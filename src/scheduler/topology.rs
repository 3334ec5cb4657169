// Licensed to the Apache Software Foundation (ASF) under one
// or more contributor license agreements.  See the NOTICE file
// distributed with this work for additional information
// regarding copyright ownership.  The ASF licenses this file
// to you under the Apache License, Version 2.0 (the
// "License"); you may not use this file except in compliance
// with the License.  You may obtain a copy of the License at
//
//   http://www.apache.org/licenses/LICENSE-2.0
//
// Unless required by applicable law or agreed to in writing,
// software distributed under the License is distributed on an
// "AS IS" BASIS, WITHOUT WARRANTIES OR CONDITIONS OF ANY
// KIND, either express or implied.  See the License for the
// specific language governing permissions and limitations
// under the License.
use crate::common::config;
use crate::common::ids::{CpuId, NodeId};
use crate::novarise_logging::{info, warn};

/// A logical CPU belonging to a topology node.
#[derive(Clone, Debug)]
pub struct TopologyCpu {
    pub cpu_id: CpuId,
}

/// A NUMA node and the CPUs attached to it.
#[derive(Clone, Debug)]
pub struct TopologyNode {
    pub node_id: NodeId,
    pub cpus: Vec<TopologyCpu>,
}

/// Immutable snapshot of the machine's NUMA layout, taken once at scheduler
/// start. Node and CPU order is stable for the lifetime of the snapshot.
#[derive(Clone, Debug)]
pub struct Topology {
    nodes: Vec<TopologyNode>,
    num_cpus: usize,
    fake: bool,
}

impl Topology {
    /// Detect the machine topology, honoring the fake-NUMA config switch.
    pub fn from_config() -> Self {
        let fake_nodes = config::fake_numa_nodes();
        if fake_nodes > 0 {
            let per_node = config::fake_numa_workers_per_node().max(1);
            return Self::fake(fake_nodes, per_node);
        }
        Self::detect()
    }

    /// Detect NUMA nodes and their CPUs. On Linux this reads
    /// /sys/devices/system/node; everywhere else (and when sysfs is
    /// unavailable) all CPUs land on a single node 0.
    pub fn detect() -> Self {
        if let Some(mut nodes) = detect_from_sysfs() {
            // Sysfs node numbers can be sparse (memory-only nodes are
            // skipped); queues are addressed positionally, so renumber.
            for (idx, node) in nodes.iter_mut().enumerate() {
                node.node_id = NodeId(idx as u32);
            }
            let num_cpus = nodes.iter().map(|n| n.cpus.len()).sum();
            info!(
                "topology: {} NUMA node(s), {} CPU(s)",
                nodes.len(),
                num_cpus
            );
            return Self {
                nodes,
                num_cpus,
                fake: false,
            };
        }

        let cpu_count = std::thread::available_parallelism()
            .map(|n| n.get())
            .unwrap_or(1);
        info!("topology: single node fallback with {} CPU(s)", cpu_count);
        Self {
            nodes: vec![TopologyNode {
                node_id: NodeId(0),
                cpus: (0..cpu_count)
                    .map(|cpu| TopologyCpu {
                        cpu_id: CpuId(cpu as u32),
                    })
                    .collect(),
            }],
            num_cpus: cpu_count,
            fake: false,
        }
    }

    /// Build a synthetic topology. CPU ids are assigned round-robin over
    /// the real CPUs so that pinning still lands on existing cores.
    pub fn fake(node_count: usize, workers_per_node: usize) -> Self {
        let node_count = node_count.max(1);
        let workers_per_node = workers_per_node.max(1);
        let real_cpus = std::thread::available_parallelism()
            .map(|n| n.get())
            .unwrap_or(1);

        let mut next_cpu = 0usize;
        let nodes = (0..node_count)
            .map(|node| TopologyNode {
                node_id: NodeId(node as u32),
                cpus: (0..workers_per_node)
                    .map(|_| {
                        let cpu = next_cpu % real_cpus;
                        next_cpu += 1;
                        TopologyCpu {
                            cpu_id: CpuId(cpu as u32),
                        }
                    })
                    .collect(),
            })
            .collect();

        Self {
            nodes,
            num_cpus: node_count * workers_per_node,
            fake: true,
        }
    }

    pub fn nodes(&self) -> &[TopologyNode] {
        &self.nodes
    }

    pub fn num_cpus(&self) -> usize {
        self.num_cpus
    }

    pub fn is_fake(&self) -> bool {
        self.fake
    }
}

#[cfg(target_os = "linux")]
fn detect_from_sysfs() -> Option<Vec<TopologyNode>> {
    let mut node_ids = Vec::new();
    for entry in std::fs::read_dir("/sys/devices/system/node").ok()? {
        let entry = entry.ok()?;
        let name = entry.file_name();
        let name = name.to_string_lossy();
        if let Some(rest) = name.strip_prefix("node") {
            if let Ok(node) = rest.parse::<u32>() {
                node_ids.push(node);
            }
        }
    }
    if node_ids.is_empty() {
        return None;
    }
    node_ids.sort_unstable();

    let mut nodes = Vec::with_capacity(node_ids.len());
    for node in node_ids {
        let path = format!("/sys/devices/system/node/node{}/cpulist", node);
        let cpulist = std::fs::read_to_string(path).ok()?;
        let cpus = parse_cpulist(cpulist.trim())?;
        if cpus.is_empty() {
            // Memory-only nodes (e.g. CXL expanders) carry no workers.
            continue;
        }
        nodes.push(TopologyNode {
            node_id: NodeId(node),
            cpus: cpus
                .into_iter()
                .map(|cpu| TopologyCpu { cpu_id: CpuId(cpu) })
                .collect(),
        });
    }
    if nodes.is_empty() {
        None
    } else {
        Some(nodes)
    }
}

#[cfg(not(target_os = "linux"))]
fn detect_from_sysfs() -> Option<Vec<TopologyNode>> {
    None
}

/// Parse a sysfs cpulist such as "0-3,8-11" or "0,2,4".
#[cfg_attr(not(target_os = "linux"), allow(dead_code))]
fn parse_cpulist(list: &str) -> Option<Vec<u32>> {
    let mut cpus = Vec::new();
    if list.is_empty() {
        return Some(cpus);
    }
    for part in list.split(',') {
        let part = part.trim();
        if let Some((lo, hi)) = part.split_once('-') {
            let lo = lo.trim().parse::<u32>().ok()?;
            let hi = hi.trim().parse::<u32>().ok()?;
            if hi < lo {
                return None;
            }
            cpus.extend(lo..=hi);
        } else {
            cpus.push(part.parse::<u32>().ok()?);
        }
    }
    Some(cpus)
}

/// Pin the calling thread to the given CPU. Failures are logged, not fatal:
/// fake topologies and restricted cpusets routinely reject pins.
pub fn pin_thread_to_cpu(cpu_id: CpuId) -> bool {
    let core = core_affinity::CoreId {
        id: cpu_id.as_usize(),
    };
    if core_affinity::set_for_current(core) {
        true
    } else {
        warn!("failed to pin thread to cpu {}", cpu_id);
        false
    }
}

-*-*-

**DIRECTIONS**
Leave out every line above except those from the line with "pub fn num_cpus(&self)" up to and including the line with "for entry in", and copy those exactly.

**SOLUTION FOR THIS PROBLEM**
    pub fn num_cpus(&self) -> usize {
        self.num_cpus
    }

    pub fn is_fake(&self) -> bool {
        self.fake
    }
}

#[cfg(target_os = "linux")]
fn detect_from_sysfs() -> Option<Vec<TopologyNode>> {
    let mut node_ids = Vec::new();
    for entry in std::fs::read_dir("/sys/devices/system/node").ok()? {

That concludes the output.